Io di anni ne ho 76, vengo da una disintossicazione da alcol che mi ha portato in clinica per una decina di giorni e sono ancora in convalescenza. E’ questo il motivo per cui sono stato lontano dal giornale un mese. Molti lettori, insospettiti per quest’assenza, mi hanno chiesto della mia salute. Queste mail da una parte mi facevano piacere, dall’altra incazzare, ma qui entreremmo in meandri da Memorie dal sottosuolo di Dostoevskij che non è il caso di approfondire. Quindi, anche se in clinica mi hanno fatto una serie infinita di esami che incredibilmente sono risultati perfetti, sono un soggetto “a rischio” (termine che ho sempre detestato perché usato e abusato dal ‘terrorismo diagnostico’, è ovvio che siamo tutti “a rischio”, è vivere che ci fa morire).

Madre Natura non è né maligna né benigna (qualcuno ricorderà, forse, lo splendido film di John Boorman Un tranquillo weekend di paura). Non è né morale né immorale, è amorale. E’ Neutrale. Tutte le epidemie nascono dal fatto che c’è un’eccessiva popolazione o, per essere più precisi, un’eccessiva concentrazione di popolazione (mi piacerebbe che sul Corona si facesse un rilevamento su quanti si sono infettati in città e quanti in campagna, sono abbastanza sicuro che percentualmente questi ultimi sono molti di meno). Il costante inurbamento ha aumentato questa concentrazione, ci sono città con 25, 15, 10 milioni di abitanti. La Natura allora interviene per eliminare i più fragili e mantenere in vita i più robusti. Questa è la dura sentenza. Anche se non credo proprio che il Coronavirus abbia questa forza falcidiante, è solo un’influenza un po’ più forte delle consuete, non è la peste.
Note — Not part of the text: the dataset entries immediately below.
//! Error classification for the retry engine.
//!
//! Classification is pattern matching over the provider error code and
//! message. Profile-required detection is a predicate on the error, not a
//! specialized exception type; the engine matches on the returned kind.

use once_cell::sync::Lazy;
use regex::Regex;

use crate::request::CompatibilityFeature;
use crate::transport::TransportError;

static PROFILE_MODEL_ID: Lazy<Regex> =
    Lazy::new(|| Regex::new(r"model ID ([^\s,]+)").expect("static regex"));
static CONTENT_BLOCK: Lazy<Regex> = Lazy::new(|| {
    Regex::new(r"doesn't support the (video|image|document) content block").expect("static regex")
});
static SINGLE_PARAMETER: Lazy<Regex> =
    Lazy::new(|| Regex::new(r"[Uu]nsupported parameter '([^']+)'").expect("static regex"));
static PARAMETER_LIST: Lazy<Regex> = Lazy::new(|| {
    Regex::new(r"parameters?\s+([A-Za-z0-9_]+(?:\s*,\s*[A-Za-z0-9_]+)+)").expect("static regex")
});

/// Outcome of classifying one transport error.
#[derive(Debug, Clone, PartialEq, Eq)]
pub enum ErrorKind {
    /// Transient network or server-side trouble; back off and try the next
    /// target.
    RetryableTransient,
    /// Rate limited; back off with the throttle delay.
    Throttled,
    /// Direct invocation rejected; retry immediately with an inference
    /// profile. Carries the offending model id when it could be extracted.
    ProfileRequired { model_id: Option<String> },
    /// A request feature the model rejects (guardrails, tool use, ...).
    FeatureIncompatible(CompatibilityFeature),
    /// A content block type the model rejects (image, document, video).
    ContentIncompatible(CompatibilityFeature),
    /// Named request parameters the model rejects.
    ParameterIncompatible(Vec<String>),
    /// Credentials lack access to this (model, region).
    AccessDenied,
    /// Request rejected as invalid for reasons not covered above.
    Validation,
    /// Unrecognized failure; not retried on the same target.
    Fatal,
}

impl ErrorKind {
    /// Stable label used in attempt records and exhaustion details.
    pub fn label(&self) -> &'static str {
        match self {
            Self::RetryableTransient => "retryable_transient",
            Self::Throttled => "throttled",
            Self::ProfileRequired { .. } => "profile_required",
            Self::FeatureIncompatible(_) => "feature_incompatible",
            Self::ContentIncompatible(_) => "content_incompatible",
            Self::ParameterIncompatible(_) => "parameter_incompatible",
            Self::AccessDenied => "access_denied",
            Self::Validation => "validation",
            Self::Fatal => "fatal",
        }
    }
}

/// Classify a transport error.
pub fn classify(error: &TransportError) -> ErrorKind {
    let message = error.message.as_str();
    let code = error.code.as_str();

    // Profile requirement arrives as a ValidationException with a
    // distinctive message, so it must be checked before generic validation.
    if message.contains("with on-demand throughput isn't supported")
        && message.to_lowercase().contains("inference profile")
    {
        let model_id = PROFILE_MODEL_ID
            .captures(message)
            .map(|c| c[1].trim_end_matches(['.', ',']).to_string());
        return ErrorKind::ProfileRequired { model_id };
    }

    if code == "ThrottlingException"
        || code == "ServiceQuotaExceededException"
        || message.to_lowercase().contains("rate exceeded")
        || message.to_lowercase().contains("too many requests")
        || message.to_lowercase().contains("rate limit")
    {
        return ErrorKind::Throttled;
    }

    if let Some(captures) = CONTENT_BLOCK.captures(message) {
        let feature = match &captures[1] {
            "image" => CompatibilityFeature::ImageContent,
            "document" => CompatibilityFeature::DocumentContent,
            _ => CompatibilityFeature::VideoContent,
        };
        return ErrorKind::ContentIncompatible(feature);
    }

    if message.contains("Guardrail configuration is not supported") {
        return ErrorKind::FeatureIncompatible(CompatibilityFeature::Guardrails);
    }
    if message.contains("does not support tool use")
        || message.contains("toolConfig is not supported")
    {
        return ErrorKind::FeatureIncompatible(CompatibilityFeature::ToolUse);
    }
    if message.contains("does not support system messages") {
        return ErrorKind::FeatureIncompatible(CompatibilityFeature::SystemMessages);
    }
    if message.contains("does not support prompt caching")
        || message.contains("cachePoint is not supported")
    {
        return ErrorKind::FeatureIncompatible(CompatibilityFeature::PromptCaching);
    }

    let parameters = extract_parameter_names(message);
    if !parameters.is_empty() {
        return ErrorKind::ParameterIncompatible(parameters);
    }

    if code == "AccessDeniedException" || code == "UnrecognizedClientException" {
        return ErrorKind::AccessDenied;
    }

    if code == "ValidationException" {
        return ErrorKind::Validation;
    }

    if is_transient(error) {
        return ErrorKind::RetryableTransient;
    }

    ErrorKind::Fatal
}

fn is_transient(error: &TransportError) -> bool {
    if matches!(
        error.code.as_str(),
        "NetworkError"
            | "Timeout"
            | "InternalServerException"
            | "ServiceUnavailableException"
            | "ModelTimeoutException"
            | "ModelNotReadyException"
    ) {
        return true;
    }

    if error.status.is_some_and(|s| s >= 500) {
        return true;
    }

    let message = error.message.to_lowercase();
    message.contains("connection reset")
        || message.contains("connection refused")
        || message.contains("broken pipe")
        || message.contains("unexpected eof")
        || message.contains("timed out")
        || message.contains("timeout")
}

/// Best-effort extraction of rejected parameter names from a message.
/// Returns an empty list when the message does not look parameter-related.
pub fn extract_parameter_names(message: &str) -> Vec<String> {
    let mut names = Vec::new();

    for captures in SINGLE_PARAMETER.captures_iter(message) {
        names.push(captures[1].to_string());
    }

    if names.is_empty()
        && message.to_lowercase().contains("unsupported")
        && let Some(captures) = PARAMETER_LIST.captures(message)
    {
        for name in captures[1].split(',') {
            let name = name.trim();
            if !name.is_empty() {
                names.push(name.to_string());
            }
        }
    }

    names.dedup();
    names
}

#[cfg(test)]
mod tests {
    use rstest::rstest;

    use super::*;

    fn error(code: &str, message: &str) -> TransportError {
        TransportError::new(code, message, Some(400))
    }

    #[test]
    fn test_profile_required_detection_and_extraction() {
        let kind = classify(&error(
            "ValidationException",
            "Invocation of model ID anthropic.claude-opus-4-20250514-v1:0 with on-demand \
             throughput isn't supported. Retry your request with the ID or ARN of an \
             inference profile that contains this model.",
        ));
        assert_eq!(kind, ErrorKind::ProfileRequired {
            model_id: Some("anthropic.claude-opus-4-20250514-v1:0".to_string()),
        });
    }

    #[test]
    fn test_profile_required_without_extractable_id() {
        let kind = classify(&error(
            "ValidationException",
            "This model with on-demand throughput isn't supported. Use an inference profile.",
        ));
        assert_eq!(kind, ErrorKind::ProfileRequired { model_id: None });
        assert_eq!(kind.label(), "profile_required");
    }

    #[rstest]
    #[case("ThrottlingException", "Rate exceeded")]
    #[case("ServiceQuotaExceededException", "Quota exceeded for this model")]
    #[case("SomeError", "Too many requests, slow down")]
    fn test_throttled(#[case] code: &str, #[case] message: &str) {
        assert_eq!(classify(&error(code, message)), ErrorKind::Throttled);
    }

    #[rstest]
    #[case("image", CompatibilityFeature::ImageContent)]
    #[case("document", CompatibilityFeature::DocumentContent)]
    #[case("video", CompatibilityFeature::VideoContent)]
    fn test_content_incompatible(#[case] block: &str, #[case] expected: CompatibilityFeature) {
        let kind = classify(&error(
            "ValidationException",
            &format!("This model doesn't support the {block} content block."),
        ));
        assert_eq!(kind, ErrorKind::ContentIncompatible(expected));
    }

    #[test]
    fn test_guardrail_incompatible() {
        let kind = classify(&error(
            "ValidationException",
            "Guardrail configuration is not supported for this model.",
        ));
        assert_eq!(
            kind,
            ErrorKind::FeatureIncompatible(CompatibilityFeature::Guardrails)
        );
    }

    #[test]
    fn test_parameter_incompatible_single() {
        let kind = classify(&error(
            "ValidationException",
            "unsupported parameter 'anthropic_beta' for this model",
        ));
        assert_eq!(
            kind,
            ErrorKind::ParameterIncompatible(vec!["anthropic_beta".to_string()])
        );
    }

    #[test]
    fn test_parameter_incompatible_list() {
        let kind = classify(&error(
            "ValidationException",
            "The model returned an error: unsupported parameters top_k, anthropic_beta",
        ));
        assert_eq!(
            kind,
            ErrorKind::ParameterIncompatible(vec![
                "top_k".to_string(),
                "anthropic_beta".to_string()
            ])
        );
    }

    #[test]
    fn test_access_denied() {
        assert_eq!(
            classify(&error("AccessDeniedException", "not authorized")),
            ErrorKind::AccessDenied
        );
    }

    #[test]
    fn test_plain_validation() {
        assert_eq!(
            classify(&error("ValidationException", "messages: too long")),
            ErrorKind::Validation
        );
    }

    #[rstest]
    #[case("Timeout", "deadline exceeded")]
    #[case("NetworkError", "connection refused")]
    #[case("InternalServerException", "internal error")]
    #[case("ModelNotReadyException", "model warming up")]
    fn test_transient_codes(#[case] code: &str, #[case] message: &str) {
        assert_eq!(
            classify(&TransportError::new(code, message, None)),
            ErrorKind::RetryableTransient
        );
    }

    #[test]
    fn test_transient_by_status_and_message() {
        assert_eq!(
            classify(&TransportError::new("Whatever", "boom", Some(503))),
            ErrorKind::RetryableTransient
        );
        assert_eq!(
            classify(&TransportError::new("Whatever", "connection reset by peer", None)),
            ErrorKind::RetryableTransient
        );
    }

    #[test]
    fn test_unknown_is_fatal() {
        assert_eq!(
            classify(&TransportError::new("MysteryException", "what", Some(400))),
            ErrorKind::Fatal
        );
    }

    #[test]
    fn test_extract_parameter_names_multiple_quoted() {
        let names = extract_parameter_names(
            "unsupported parameter 'top_k' and unsupported parameter 'beta'",
        );
        assert_eq!(names, vec!["top_k", "beta"]);
    }

    #[test]
    fn test_extract_parameter_names_none() {
        assert!(extract_parameter_names("some unrelated failure").is_empty());
    }
}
Una causa del panico che si è creato è anche che nella società del benessere e del “diritto alla felicità” noi non sappiamo più accettare la morte, quella biologica intendo, che è inevitabile, da quella violenta si può sempre pensare di scapolarla. Non la si nomina nemmeno là dove sembrerebbe ineludibile (basta leggere i necrologi). Nel mondo contadino si sapeva attraverso il ciclo seme-pianta-seme che la morte non è solo la fine inevitabile della vita, ma ne è la precondizione, senza la morte non ci sarebbe la vita. Inoltre in quel mondo ognuno si sentiva parte di una comunità e della natura e quindi la sua morte era meno individuale. Noi viviamo circondati da oggetti, che non si riproducono ma casomai si sostituiscono, ai quali ci sentiamo sinistramente simili e quindi percepiamo la nostra morte come un evento del tutto individuale, radicale, assoluto, definitivo. E quindi inaccettabile.

Non tutto il male vien per nuocere. Credo che questa epidemia ci servirà per riflettere sui nostri stili di vita e sullo stesso modello di sviluppo o quantomeno a non farci incazzare o deprimere per i piccoli intralci che costellano la nostra vita quotidiana.

Quanto a me dopo aver fatto negli ultimi anni una vita rutilante (viaggi, conferenze, cene, aperitivi, fidanzate una dietro l’altra) non corrispondente alla mia età, ho capito che anche qui è ora di darsi una calmata. Allo stato mi accontento d’esser vivo. E mi basta.